Rolando Gallego
05/11/2018 11:52

Dejando de lado por un tiempo a Moacir, el realizador Tomás Lipgot se introduce en un universo que conoce con ¡Viva el palindrómo! (2018), un viaje apasionante sobre la obsesión de este “juego” lingüístico. Presentada en el (20) BAFICI y de recorrida por otras muestras, finalmente el documental, rodado en Argentina, Alemania y España, llega a las salas. “Espero que los palíndromos se esparzan al máximo posible y que haya más palindromistas nuevos”, afirma en una entrevista con EscribiendoCine.

¡Viva el palindrómo!

(2018)

Para alguien que no sabe nada de los palíndromos ¿cómo uno se apasiona por ellos?
Es un proceso, primero tenés que hacerlos, sino no te apasionás no entendés que no requiere tener algún talento, hay que hacerlos. En mi caso no sabía casi nada y me regalaron un libro y al otro día empecé a hacer palíndromos a lo loco, el hecho de hacerlos te lleva a esa pasión. No es difícil, yo en vez de pensarlos los escribo en papel, uso diccionarios, palabras que buscaba en internet, hay muchos recursos, la pasión empieza con la práctica.

Desde que empezaste a dirigir ¿sabías que ibas a hacer algo asociado a los palíndromos?
Para nada, de hecho ya tenía dos documentales y comencé después a hacerlos, al principio me sentía muy extraño porque no conocía a otras personas que hicieran palíndromos, me asocié a un club en España, tuve una furia hace muchos años y ahora ya no hago más, la película cierra ese ciclo.

¿Cómo es culminar ciclos? pienso en que también terminaste la trilogía de Moacir
Ese ciclo no se cerró porque estoy ahora con la cuarta película de Moacir, él quería hacerla, para mí no había posibilidades, pero desde que murió pensé en retomarla y vamos a ir a su Santos, su lugar de origen, a estrenar la tres y voy a filmar, va a hacer algo sobre la relación de él conmigo y sus conocidos. Fueron doce años de relación. Igual palíndromos dos no da, el tema se agota.

¿Cómo seleccionaste a los entrevistados para la película?
A todos los conocía virtualmente, cuatro o cinco, los seleccioné, entre ellos a Silvia, la conocí en Alemania, es chilena pero vive allá, igual todos los grandes encuentros fueron durante el rodaje, tras la investigación y sabiendo que tenía que ser efectivo. Es un poco de oficio. Inclusive había una idea de filmar en México en donde hay una gran tradición de palindromistas. Por suerte quedó fuera porque dura 100 minutos no sé dónde tendría que haberlo puesto.

¿Qué sabías que no querías hacer con la propuesta?
Didáctico y pedagógico quería que sea en una primera parte para que la gente conozca qué es un palíndromo. No quería hacer una tradición literal de utilizar la estructura de la película como palíndromo, hago un chiste con una animación y ya, eso no quería, igual dura 99 minutos, hay guiños y nada más.

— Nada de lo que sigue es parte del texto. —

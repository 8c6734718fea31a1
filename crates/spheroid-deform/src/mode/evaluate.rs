//! Displacement evaluation for each mode kind.

use super::types::{DeformationMode, ModeKind};
use crate::mesh::Point3;

/// Multiplier applied to the base-point direction before sampling noise.
const NOISE_SAMPLE_SCALE: f64 = 10.0;

impl ModeKind {
    /// Unscaled displacement at `(theta, phi)`.
    ///
    /// `Noise` needs the base point and contributes zero without one.
    pub fn sample(&self, theta: f64, phi: f64, base_point: Option<Point3>) -> f64 {
        match *self {
            ModeKind::Harmonic {
                theta_freq,
                phi_freq,
            } => (theta_freq * theta).sin() * (phi_freq * phi).sin(),
            ModeKind::CosineHarmonic {
                theta_freq,
                phi_freq,
            } => (theta_freq * theta).cos() * (phi_freq * phi).sin(),
            ModeKind::MixedHarmonic => (theta + 3.0 * phi).sin() * (2.0 * theta).cos(),
            ModeKind::Noise { scale } => match base_point {
                Some([x, y, z]) => noise3d(
                    NOISE_SAMPLE_SCALE * x,
                    NOISE_SAMPLE_SCALE * y,
                    NOISE_SAMPLE_SCALE * z,
                    scale,
                ),
                None => 0.0,
            },
        }
    }
}

impl DeformationMode {
    /// Radial offset contributed by this mode at `(theta, phi)`.
    pub fn evaluate(&self, theta: f64, phi: f64, base_point: Option<Point3>) -> f64 {
        self.amplitude * self.kind.sample(theta, phi, base_point)
    }
}

/// Smooth, deterministic stand-in for gradient noise.
pub fn noise3d(x: f64, y: f64, z: f64, scale: f64) -> f64 {
    let s = 0.1 * scale;
    (s * x).sin() * (s * y).cos() * (s * z).sin()
}
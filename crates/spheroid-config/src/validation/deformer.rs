//! Deformer configuration validation (radius, amplitude range, extra modes).

use crate::schema::SpheroidConfig;

use super::helpers::validate_range_f64;

/// Validate all deformer-related constraints.
pub(crate) fn validate_deformer(errors: &mut Vec<String>, config: &SpheroidConfig) {
    let deformer = &config.deformer;

    if !deformer.base_radius.is_finite() || deformer.base_radius <= 0.0 {
        errors.push(format!(
            "deformer.base_radius = {} must be a positive number",
            deformer.base_radius
        ));
    }

    if !(deformer.amplitude_min.is_finite() && deformer.amplitude_max.is_finite())
        || deformer.amplitude_min >= deformer.amplitude_max
    {
        errors.push(format!(
            "deformer.amplitude_min = {} must be below deformer.amplitude_max = {}",
            deformer.amplitude_min, deformer.amplitude_max
        ));
    }

    if !deformer.amplitude_step.is_finite() || deformer.amplitude_step <= 0.0 {
        errors.push(format!(
            "deformer.amplitude_step = {} must be a positive number",
            deformer.amplitude_step
        ));
    }

    for (i, mode) in deformer.extra_modes.iter().enumerate() {
        if mode.name.trim().is_empty() {
            errors.push(format!("deformer.extra_modes[{i}].name must not be empty"));
        }
        validate_range_f64(
            errors,
            &format!("deformer.extra_modes[{i}].amplitude"),
            mode.amplitude,
            deformer.amplitude_min,
            deformer.amplitude_max,
        );
    }
}
//! Render frames off-screen and log what was drawn.

use std::time::Instant;

use spheroid_common::Result;
use spheroid_renderer::{FrameStats, FrameTimer, PixelCanvas};
use tracing::{debug, info};

use crate::app::App;

/// Totals for a headless run.
#[derive(Debug, Clone, Copy, Default, PartialEq)]
pub struct HeadlessSummary {
    pub frames: u32,
    pub drawn: usize,
    pub culled: usize,
    pub avg_frame_ms: f64,
}

/// Render `frames` frames at the configured display size.
///
/// Time advances by exactly one frame interval per frame, so runs are
/// reproducible regardless of how fast the machine renders.
pub fn run(app: &mut App, frames: u32) -> Result<HeadlessSummary> {
    let display = &app.config().display;
    let (width, height, fps) = (display.width, display.height, display.fps);
    let mut canvas = PixelCanvas::new(width, height);
    let mut timer = FrameTimer::new(fps);
    let step = timer.target().as_secs_f64();
    info!(frames, width, height, "headless render started");

    let mut summary = HeadlessSummary::default();
    for frame in 0..frames {
        let started = Instant::now();
        let stats: FrameStats = app.render(&mut canvas)?;
        timer.record(started.elapsed());
        debug!(frame, total = stats.total, culled = stats.culled, drawn = stats.drawn, "frame");

        summary.frames += 1;
        summary.drawn += stats.drawn;
        summary.culled += stats.culled;
        app.advance(step);
    }
    summary.avg_frame_ms = timer.frame_time_ms();

    info!(
        frames = summary.frames,
        drawn = summary.drawn,
        culled = summary.culled,
        avg_ms = summary.avg_frame_ms,
        "headless render finished"
    );
    Ok(summary)
}
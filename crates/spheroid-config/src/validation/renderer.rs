//! Renderer configuration validation (light, projection, mesh, colors).

use crate::schema::SpheroidConfig;

use super::helpers::{validate_color, validate_range, validate_range_f64};

/// Validate all renderer-related constraints.
pub(crate) fn validate_renderer(errors: &mut Vec<String>, config: &SpheroidConfig) {
    let renderer = &config.renderer;

    let [x, y, z] = renderer.light_direction;
    let len_sq = x * x + y * y + z * z;
    if !len_sq.is_finite() || len_sq == 0.0 {
        errors.push(format!(
            "renderer.light_direction = [{x}, {y}, {z}] must be a non-zero vector"
        ));
    }

    validate_range_f64(errors, "renderer.depth", renderer.depth, 0.0, 10.0);
    validate_range(
        errors,
        "renderer.resolution_theta",
        renderer.resolution_theta,
        1,
        512,
    );
    validate_range(
        errors,
        "renderer.resolution_phi",
        renderer.resolution_phi,
        1,
        512,
    );
    validate_color(errors, "renderer.background", &renderer.background);
    validate_color(errors, "renderer.outline", &renderer.outline);
}
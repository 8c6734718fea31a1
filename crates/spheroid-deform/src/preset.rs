//! Named amplitude presets.
//!
//! A preset is an ordered list of amplitudes applied to modes by index.
//! Built-in presets target the stock mode order (see
//! [`crate::deformer::default_modes`]).

use serde::{Deserialize, Serialize};

#[derive(Debug, Clone, PartialEq, Serialize, Deserialize)]
pub struct Preset {
    pub name: String,
    pub amplitudes: Vec<f64>,
}

impl Preset {
    pub fn new(name: impl Into<String>, amplitudes: Vec<f64>) -> Self {
        Self {
            name: name.into(),
            amplitudes,
        }
    }

    pub fn to_json(&self) -> String {
        serde_json::to_string_pretty(self)
            .unwrap_or_else(|e| format!("{{\"error\": \"failed to serialize preset: {e}\"}}"))
    }

    pub fn from_json(json: &str) -> Result<Self, serde_json::Error> {
        serde_json::from_str(json)
    }
}

/// Stock presets, in display order.
pub fn builtin_presets() -> Vec<Preset> {
    vec![
        Preset::new("Sphere", vec![0.0; 7]),
        Preset::new("Default", vec![20.0, 10.0, 5.0, 0.0, 0.0, 0.0, 0.0]),
        Preset::new("Blobby", vec![35.0, 0.0, 0.0, 10.0, 0.0, 0.0, 5.0]),
        Preset::new("Spiky", vec![0.0, 25.0, 30.0, 0.0, 10.0, 0.0, 0.0]),
        Preset::new("Twisted", vec![10.0, 0.0, 0.0, 0.0, 0.0, 40.0, 0.0]),
        Preset::new("Organic", vec![15.0, 8.0, 4.0, 6.0, 12.0, 10.0, 20.0]),
    ]
}

/// Built-in plus user presets with a cycling cursor.
///
/// The cursor is unset until a preset is selected or cycled to.
#[derive(Debug, Clone)]
pub struct PresetLibrary {
    presets: Vec<Preset>,
    cursor: Option<usize>,
}

impl PresetLibrary {
    /// Library of built-ins followed by `user` presets.
    ///
    /// A user preset whose name matches an earlier entry replaces it.
    pub fn new(user: impl IntoIterator<Item = Preset>) -> Self {
        let mut library = Self {
            presets: builtin_presets(),
            cursor: None,
        };
        for preset in user {
            library.insert(preset);
        }
        library
    }

    /// Add or replace a preset by case-insensitive name. Returns its index.
    pub fn insert(&mut self, preset: Preset) -> usize {
        if let Some(idx) = self.position(&preset.name) {
            self.presets[idx] = preset;
            idx
        } else {
            self.presets.push(preset);
            self.presets.len() - 1
        }
    }

    fn position(&self, name: &str) -> Option<usize> {
        self.presets
            .iter()
            .position(|p| p.name.eq_ignore_ascii_case(name))
    }

    pub fn get(&self, name: &str) -> Option<&Preset> {
        self.position(name).map(|i| &self.presets[i])
    }

    pub fn len(&self) -> usize {
        self.presets.len()
    }

    pub fn is_empty(&self) -> bool {
        self.presets.is_empty()
    }

    pub fn names(&self) -> Vec<&str> {
        self.presets.iter().map(|p| p.name.as_str()).collect()
    }

    /// Move the cursor to `name`, returning the preset if found.
    pub fn select(&mut self, name: &str) -> Option<&Preset> {
        let idx = self.position(name)?;
        self.cursor = Some(idx);
        Some(&self.presets[idx])
    }

    /// The last selected preset, if any.
    pub fn current(&self) -> Option<&Preset> {
        self.presets.get(self.cursor?)
    }

    /// Advance the cursor (wrapping) and return the new current preset.
    /// From an unset cursor this is the first preset.
    pub fn cycle_next(&mut self) -> Option<&Preset> {
        let len = self.presets.len();
        if len == 0 {
            return None;
        }
        self.cursor = Some(self.cursor.map_or(0, |c| (c + 1) % len));
        self.current()
    }

    /// Step the cursor back (wrapping) and return the new current preset.
    /// From an unset cursor this is the last preset.
    pub fn cycle_prev(&mut self) -> Option<&Preset> {
        let len = self.presets.len();
        if len == 0 {
            return None;
        }
        self.cursor = Some(self.cursor.map_or(len - 1, |c| (c + len - 1) % len));
        self.current()
    }
}

impl Default for PresetLibrary {
    fn default() -> Self {
        Self::new(Vec::new())
    }
}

¿Fue difícil ordenar todo el material?
Lo que me gustó es que era completamente distinto a lo anterior, sentía que venía haciendo algo similar, he hecho la voz en off, por primera vez, y me parecía que valía también utilizar recursos gráficos, y más, hasta es más luminosa que otras películas.

¿Quién te gustaría que se acerque a la película?
No encontramos muchos nichos, algunos interesados de la literatura, pero es más abierta y tiene algo que la hace universal.

¿Cómo sigue la película?
Se estrena en Gaumont y Recoleta, va a algunos festivales. Estoy con otros proyectos ya, la Moacir 4, un proyecto sobre astronomía desde el punto de vista de una niña que se llama Clara, estoy con Los adoptantes (2019), que se estrena el año que viene, va a estar en La Habana para competir por un premio para terminarla, estoy con otro documental que presente al INCAA sobre bebés, fui papá hace poco, y estoy escribiendo un largo de ficción.

¿Expectativas?
Mejor no tenerlas, es algo minoritario, no le interesa a nadie, dentro de la limitación con la que sale espero que los palíndromos se esparzan al máximo posible y que haya más palindromistas nuevos.